Serge Jolimeau is a Haitian metal sculptor born in Croix-des-Bouquets, Haiti in 1952. Renowned artists such as Georges Liautaud, Murat Brierre, the Louis-Juste brothers, and Gabriel Bien-Aimé were also from this same village.

Biography

Jolimeau was an apprentice under Seresier Louis-Juste after high school, and joined the Centre d’Art, Haiti, in 1972 where he met his mentor Murat Brierre. He stands out with Gabriel Bien-Aimé as one of the most gifted metal sculptors (traditional sculptural art of carved metal, particularly from steel drums, inaugurated in Haiti by Georges Liautaud) of his generation. Jolimeau's stylization and fantastic complexity, grounded in voodoo inspiration, tends to produce works giving the impression of a metal lace. In 2009, Jolimeau along with Micah Ramil Remy and Toyin Folorunso were artists selected by Bill Clinton to create commemorative works for the Clinton Global Citizen Awards as part of the Clinton Global Initiative. At the end of 2010, following the Haiti earthquake and in cooperation with the Clinton Global Initiative, Macy's agreed to sell Croix-des-Bouquetes artisan created works from Jolimeau's shop in their stores throughout the United States.

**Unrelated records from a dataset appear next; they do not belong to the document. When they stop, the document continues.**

//! The TRON signing key.

use alloc::vec::Vec;
use core::fmt;

use k256::ecdsa::SigningKey as EcdsaKey;
use tronkey_core::{Error, Result, Signature, SigningKey};

use crate::address::TronAddress;
use crate::derive;
use crate::message;
use crate::public_key::TronPublicKey;
use crate::secret::KeyBuffer;

/// A secp256k1 key that signs for one TRON account.
///
/// The private key is only ever held in a [`KeyBuffer`]; the curve library
/// sees a transient copy per signature which it wipes on drop. The public key
/// and address are computed once at construction.
///
/// # Disposal
///
/// [`SigningKey::dispose`] zeroizes the key. Every later call fails with
/// [`Error::DisposedKeyUse`]; there is no way back.
pub struct TronSigningKey {
    key: KeyBuffer,
    public_key: TronPublicKey,
    address: TronAddress,
}

impl TronSigningKey {
    /// Take ownership of a 32-byte key, wiping the caller's array.
    pub fn from_bytes(bytes: &mut [u8; 32]) -> Result<Self> {
        Self::from_key_buffer(KeyBuffer::take(bytes)?)
    }

    /// Copy a key out of a 32-byte slice.
    pub fn from_slice(bytes: &[u8]) -> Result<Self> {
        Self::from_key_buffer(KeyBuffer::from_slice(bytes)?)
    }

    /// Wrap an existing key buffer.
    pub fn from_key_buffer(key: KeyBuffer) -> Result<Self> {
        let public_key = {
            let ecdsa = ecdsa_key(&key)?;
            TronPublicKey::from_verifying_key(*ecdsa.verifying_key())
        };
        let address = public_key.to_address();
        Ok(Self {
            key,
            public_key,
            address,
        })
    }

    /// Derive the key at `path` from a seed.
    ///
    /// # Errors
    ///
    /// Returns [`Error::InvalidPath`] for a malformed path, including a bare
    /// `m`, and [`Error::InvalidSeed`] for an unusable seed.
    pub fn derive(seed: &[u8], path: &str) -> Result<Self> {
        Self::from_key_buffer(derive::derive_private_key(seed, path)?)
    }

    /// The public key.
    pub fn verifying_key(&self) -> Result<TronPublicKey> {
        self.ensure_live()?;
        Ok(self.public_key)
    }

    /// Hash `message` with the TRON prefix and sign it.
    pub fn sign_message(&self, message: &[u8]) -> Result<Signature> {
        message::sign_message(self, message)
    }

    const fn ensure_live(&self) -> Result<()> {
        if self.key.is_disposed() {
            return Err(Error::DisposedKeyUse);
        }
        Ok(())
    }

    #[cfg(test)]
    pub(crate) const fn key_buffer(&self) -> &KeyBuffer {
        &self.key
    }
}

fn ecdsa_key(key: &KeyBuffer) -> Result<EcdsaKey> {
    EcdsaKey::from_slice(key.expose()?).map_err(|_| Error::InvalidPrivateKey)
}

impl SigningKey for TronSigningKey {
    type Address = TronAddress;

    fn public_key(&self, compressed: bool) -> Result<Vec<u8>> {
        self.ensure_live()?;
        Ok(self.public_key.to_sec1_vec(compressed))
    }

    fn address(&self) -> Result<TronAddress> {
        self.ensure_live()?;
        Ok(self.address)
    }

    fn sign_prehash(&self, digest: &[u8; 32]) -> Result<Signature> {
        let ecdsa = ecdsa_key(&self.key)?;
        let (sig, recid) = ecdsa
            .sign_prehash_recoverable(digest)
            .map_err(|_| Error::CryptoError)?;

        let bytes = sig.to_bytes();
        let mut r = [0u8; 32];
        let mut s = [0u8; 32];
        r.copy_from_slice(&bytes[..32]);
        s.copy_from_slice(&bytes[32..]);

        Ok(Signature::new(r, s, recid.to_byte()))
    }

    fn dispose(&mut self) {
        self.key.dispose();
        tracing::debug!(address = %self.address, "signing key disposed");
    }

    fn is_disposed(&self) -> bool {
        self.key.is_disposed()
    }
}

impl fmt::Debug for TronSigningKey {
    fn fmt(&self, f: &mut fmt::Formatter<'_>) -> fmt::Result {
        f.debug_struct("TronSigningKey")
            .field("key", &self.key)
            .field("address", &self.address)
            .finish()
    }
}
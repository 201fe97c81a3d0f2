//! Composition root for the resilience pipeline
//!
//! [`ResilienceManager::execute`] nests the stages, outermost first:
//!
//! ```text
//! retry ─▶ circuit breaker ─▶ rate limiter ─▶ operation
//! ```
//!
//! Every attempt checks the breaker first, so an open circuit fails without
//! consuming a rate-limit token or invoking the operation. When the retry
//! loop gives up, the recovery executor may grant exactly one more full
//! retry cycle. Disabled stages are simply absent from the call path.

use std::fmt;
use std::future::Future;
use std::sync::Arc;

use tracing::{debug, info, instrument};

use crate::circuit_breaker::{CircuitBreaker, CircuitBreakerPolicy};
use crate::config::{PolicySetting, ResilienceConfig};
use crate::error::{ClassifyFailure, ConfigResult, ResilienceError};
use crate::jitter::{thread_rng_jitter, JitterSource, SharedJitter};
use crate::profiles::{profile_for, ConnectorKind};
use crate::rate_limiter::{RateLimitPolicy, RateLimiter};
use crate::recovery::{RecoveryExecutor, RecoveryPolicy, SharedRefresher};
use crate::retry::{RetryExecutor, RetryPolicy};
use crate::time::{system_clock, tokio_sleeper, Clock, SharedClock, SharedSleeper, Sleeper};

/// One connector's resilience pipeline.
///
/// Owns one instance of each enabled stage for the lifetime of the
/// connector. The circuit breaker and the recovery tracker are shared by
/// every operation the connector runs.
pub struct ResilienceManager {
    name: String,
    retry: Option<RetryExecutor>,
    circuit_breaker: Option<CircuitBreaker>,
    rate_limiter: Option<RateLimiter>,
    recovery: Option<RecoveryExecutor>,
}

impl fmt::Debug for ResilienceManager {
    fn fmt(&self, f: &mut fmt::Formatter<'_>) -> fmt::Result {
        f.debug_struct("ResilienceManager")
            .field("name", &self.name)
            .field("retry", &self.retry)
            .field("circuit_breaker", &self.circuit_breaker)
            .field("rate_limiter", &self.rate_limiter)
            .field("recovery", &self.recovery)
            .finish()
    }
}

impl ResilienceManager {
    /// Create a manager builder
    pub fn builder(name: impl Into<String>) -> ResilienceManagerBuilder {
        ResilienceManagerBuilder::new(name)
    }

    /// Create a manager with every stage at its defaults.
    pub fn new(name: impl Into<String>) -> ConfigResult<Self> {
        Self::builder(name).build()
    }

    /// Create a manager from a configuration section.
    pub fn from_config(name: impl Into<String>, config: &ResilienceConfig) -> ConfigResult<Self> {
        Self::builder(name).config(config.clone()).build()
    }

    /// Create a manager from a connector kind's preset.
    pub fn for_connector(name: impl Into<String>, kind: ConnectorKind) -> ConfigResult<Self> {
        Self::builder(name).config(profile_for(kind)).build()
    }

    /// Manager name, attached to every log event.
    pub fn name(&self) -> &str {
        &self.name
    }

    /// Retry stage, if enabled.
    pub fn retry(&self) -> Option<&RetryExecutor> {
        self.retry.as_ref()
    }

    /// Circuit breaker stage, if enabled.
    pub fn circuit_breaker(&self) -> Option<&CircuitBreaker> {
        self.circuit_breaker.as_ref()
    }

    /// Rate limiter stage, if enabled.
    pub fn rate_limiter(&self) -> Option<&RateLimiter> {
        self.rate_limiter.as_ref()
    }

    /// Recovery stage, if enabled.
    pub fn recovery(&self) -> Option<&RecoveryExecutor> {
        self.recovery.as_ref()
    }

    /// Run `operation` through every enabled stage.
    ///
    /// `operation_name` scopes recovery attempts and tags log events;
    /// `rate_limit_key` selects the bucket when the limiter is per-key.
    /// Operation failures come back as [`ResilienceError::Operation`]
    /// carrying the error of the last attempt of the first retry cycle.
    /// When recovery grants an extra cycle and that cycle fails too, the
    /// first cycle's error is still the one returned.
    #[instrument(
        skip_all,
        fields(manager = %self.name, operation = operation_name, key = rate_limit_key)
    )]
    pub async fn execute<F, Fut, T, E>(
        &self,
        operation: F,
        operation_name: &str,
        rate_limit_key: Option<&str>,
    ) -> Result<T, ResilienceError<E>>
    where
        F: Fn() -> Fut,
        Fut: Future<Output = Result<T, E>>,
        E: ClassifyFailure + std::error::Error + Send + Sync + 'static,
    {
        let operation = &operation;

        let error = match self.retry_cycle(operation, operation_name, rate_limit_key).await {
            Ok(value) => return Ok(value),
            Err(error) => error,
        };

        let Some(recovery) = &self.recovery else {
            return Err(error);
        };
        if !recovery.attempt_recovery(operation_name, &error.failure_kind()).await {
            return Err(error);
        }

        info!(operation = operation_name, "recovery granted, running one more retry cycle");
        match self.retry_cycle(operation, operation_name, rate_limit_key).await {
            Ok(value) => Ok(value),
            Err(retry_error) => {
                debug!(
                    operation = operation_name,
                    error = %retry_error,
                    "recovery cycle failed, returning the original error"
                );
                Err(error)
            }
        }
    }

    async fn retry_cycle<F, Fut, T, E>(
        &self,
        operation: &F,
        operation_name: &str,
        rate_limit_key: Option<&str>,
    ) -> Result<T, ResilienceError<E>>
    where
        F: Fn() -> Fut,
        Fut: Future<Output = Result<T, E>>,
        E: ClassifyFailure + std::error::Error + Send + Sync + 'static,
    {
        match &self.retry {
            Some(retry) => {
                retry
                    .execute_named(operation_name, || {
                        self.guarded_attempt(operation, rate_limit_key)
                    })
                    .await
            }
            None => self.guarded_attempt(operation, rate_limit_key).await,
        }
    }

    /// One attempt: breaker admission, then a rate-limit token, then the
    /// operation, with the outcome reported back to the breaker.
    async fn guarded_attempt<F, Fut, T, E>(
        &self,
        operation: &F,
        rate_limit_key: Option<&str>,
    ) -> Result<T, ResilienceError<E>>
    where
        F: Fn() -> Fut,
        Fut: Future<Output = Result<T, E>>,
        E: ClassifyFailure + std::error::Error + Send + Sync + 'static,
    {
        if let Some(breaker) = &self.circuit_breaker {
            if !breaker.may_proceed() {
                return Err(breaker.open_error());
            }
        }

        if let Some(limiter) = &self.rate_limiter {
            limiter.acquire(rate_limit_key).await?;
        }

        match operation().await {
            Ok(value) => {
                if let Some(breaker) = &self.circuit_breaker {
                    breaker.on_success();
                }
                Ok(value)
            }
            Err(error) => {
                if let Some(breaker) = &self.circuit_breaker {
                    breaker.on_failure(&error.failure_kind());
                }
                Err(ResilienceError::Operation(error))
            }
        }
    }
}

/// Builder for ResilienceManager
pub struct ResilienceManagerBuilder {
    name: String,
    config: ResilienceConfig,
    clock: SharedClock,
    sleeper: SharedSleeper,
    jitter: SharedJitter,
    refresher: Option<SharedRefresher>,
}

impl fmt::Debug for ResilienceManagerBuilder {
    fn fmt(&self, f: &mut fmt::Formatter<'_>) -> fmt::Result {
        f.debug_struct("ResilienceManagerBuilder")
            .field("name", &self.name)
            .field("config", &self.config)
            .finish_non_exhaustive()
    }
}

impl ResilienceManagerBuilder {
    /// Start a builder with every stage on its default policy.
    pub fn new(name: impl Into<String>) -> Self {
        Self {
            name: name.into(),
            config: ResilienceConfig::default(),
            clock: system_clock(),
            sleeper: tokio_sleeper(),
            jitter: thread_rng_jitter(),
            refresher: None,
        }
    }

    /// Replace every stage setting at once.
    pub fn config(mut self, config: ResilienceConfig) -> Self {
        self.config = config;
        self
    }

    /// Set the retry stage.
    pub fn retry(mut self, setting: impl Into<PolicySetting<RetryPolicy>>) -> Self {
        self.config.retry = setting.into();
        self
    }

    /// Set the circuit breaker stage.
    pub fn circuit_breaker(
        mut self,
        setting: impl Into<PolicySetting<CircuitBreakerPolicy>>,
    ) -> Self {
        self.config.circuit_breaker = setting.into();
        self
    }

    /// Set the rate limiter stage.
    pub fn rate_limit(mut self, setting: impl Into<PolicySetting<RateLimitPolicy>>) -> Self {
        self.config.rate_limit = setting.into();
        self
    }

    /// Set the recovery stage.
    pub fn recovery(mut self, setting: impl Into<PolicySetting<RecoveryPolicy>>) -> Self {
        self.config.recovery = setting.into();
        self
    }

    /// Set a custom clock (useful for testing)
    pub fn clock(mut self, clock: impl Clock) -> Self {
        self.clock = Arc::new(clock);
        self
    }

    /// Set a custom sleeper (useful for testing)
    pub fn sleeper(mut self, sleeper: impl Sleeper) -> Self {
        self.sleeper = Arc::new(sleeper);
        self
    }

    /// Set a custom jitter source (useful for testing)
    pub fn jitter(mut self, jitter: impl JitterSource) -> Self {
        self.jitter = Arc::new(jitter);
        self
    }

    /// Credential refresher consulted on authorization failures.
    pub fn refresher(mut self, refresher: SharedRefresher) -> Self {
        self.refresher = Some(refresher);
        self
    }

    /// Validate every enabled policy and assemble the manager.
    pub fn build(self) -> ConfigResult<ResilienceManager> {
        let Self { name, config, clock, sleeper, jitter, refresher } = self;
        config.validate()?;

        let retry = config
            .retry
            .resolve()
            .map(|policy| RetryExecutor::with_runtime(policy, Arc::clone(&sleeper), jitter))
            .transpose()?;

        let circuit_breaker = config
            .circuit_breaker
            .resolve()
            .map(|policy| CircuitBreaker::with_clock(name.clone(), policy, Arc::clone(&clock)))
            .transpose()?;

        let rate_limiter = config
            .rate_limit
            .resolve()
            .map(|policy| RateLimiter::with_runtime(policy, clock, Arc::clone(&sleeper)))
            .transpose()?;

        let recovery = config
            .recovery
            .resolve()
            .map(|policy| RecoveryExecutor::with_runtime(policy, sleeper))
            .transpose()?
            .map(|executor| match refresher {
                Some(refresher) => executor.with_refresher(refresher),
                None => executor,
            });

        debug!(
            manager = %name,
            retry = retry.is_some(),
            circuit_breaker = circuit_breaker.is_some(),
            rate_limit = rate_limiter.is_some(),
            recovery = recovery.is_some(),
            "resilience manager configured"
        );

        Ok(ResilienceManager { name, retry, circuit_breaker, rate_limiter, recovery })
    }
}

His artwork has been exhibited internationally since 1979. Jolimeau has participated in the Santa Fe International Folk Art Market annually since 2005.

Principal expositions
 1979 - Kunst aus Haiti, Staatlichen Kunsthalle, Berlin
 1992 - A Haitian Celebration: Art and Culture, Milwaukee Art Museum, Milwaukee
 1995 - Masterworks in Haitian Art from the Collection of the Davenport Museum, Davenport Museum of Art, Davenport
 1997 - Haitian Art: Twenty Years of Collecting at the Waterloo Museum of Art, Waterloo Museum of Art, Waterloo, Iowa
 1998 - Caribe: Exclusión, fragmentación y paraíso, Casa de America y Museo Extremeno Iberoamericano de Arte Contemporaneo, Madrid
 2000 - Island Delights: The Spirit and Passion of Haitian Art, Tampa Museum of Art, Tampa
 2004 - Lespri Endepandan: Discovering Haitian Sculpture, Frost Art Museum, Florida International University, Miami
 2008 - Off the Wall, Pan American Art Projects, Miami
 2012 - Outside the Box, Pan American Art Projects, Miami

Public collections

Brooklyn Museum
 Crucifixion scene, 1981
Milwaukee Art Museum
Démon, 1977
Spencer Museum of Art :
Man and Goat
See Goddesses
Siren
Winged Stag
Figge Art Museum:
Lasiren et la Bête
Capricorne
Croix Vaudou
Crucifix
Crucifixion
Femme légère
La Diablesse
Le Démon Ailé
Les Deux Sorcières
Les Trois Hermaphrodites
Rooster Mounting a Law
Turtle Woman
Waterloo Center for the Arts:
Metamorphosis
Sun and Birds
Spirit Possession
La Siren
Papa Damballah and Aida Ouedo
Crucifixion
Crucifixion
Siren
Man and Horse
Woman and Bird
Bird and Horse
Angel and Bird
Male Figure
Merbird
Horse and Fish
Sirene
Mounted Figure
Sirene
Mother Angel and Child

References

Note: the majority of the initial article was translated from the French Wikipedia article "Serge Jolimeau"

External links
Haiti Cultural Recovery Project: Centre d’Art  from the Smithsonian Institution
Serge Jolimeau - Haiti: Scuplteur sur métal découpé images from Galerie Fallet

1952 births
20th-century Haitian sculptors
Date of birth missing (living people)
Haitian sculptors
Living people
People from Ouest (department)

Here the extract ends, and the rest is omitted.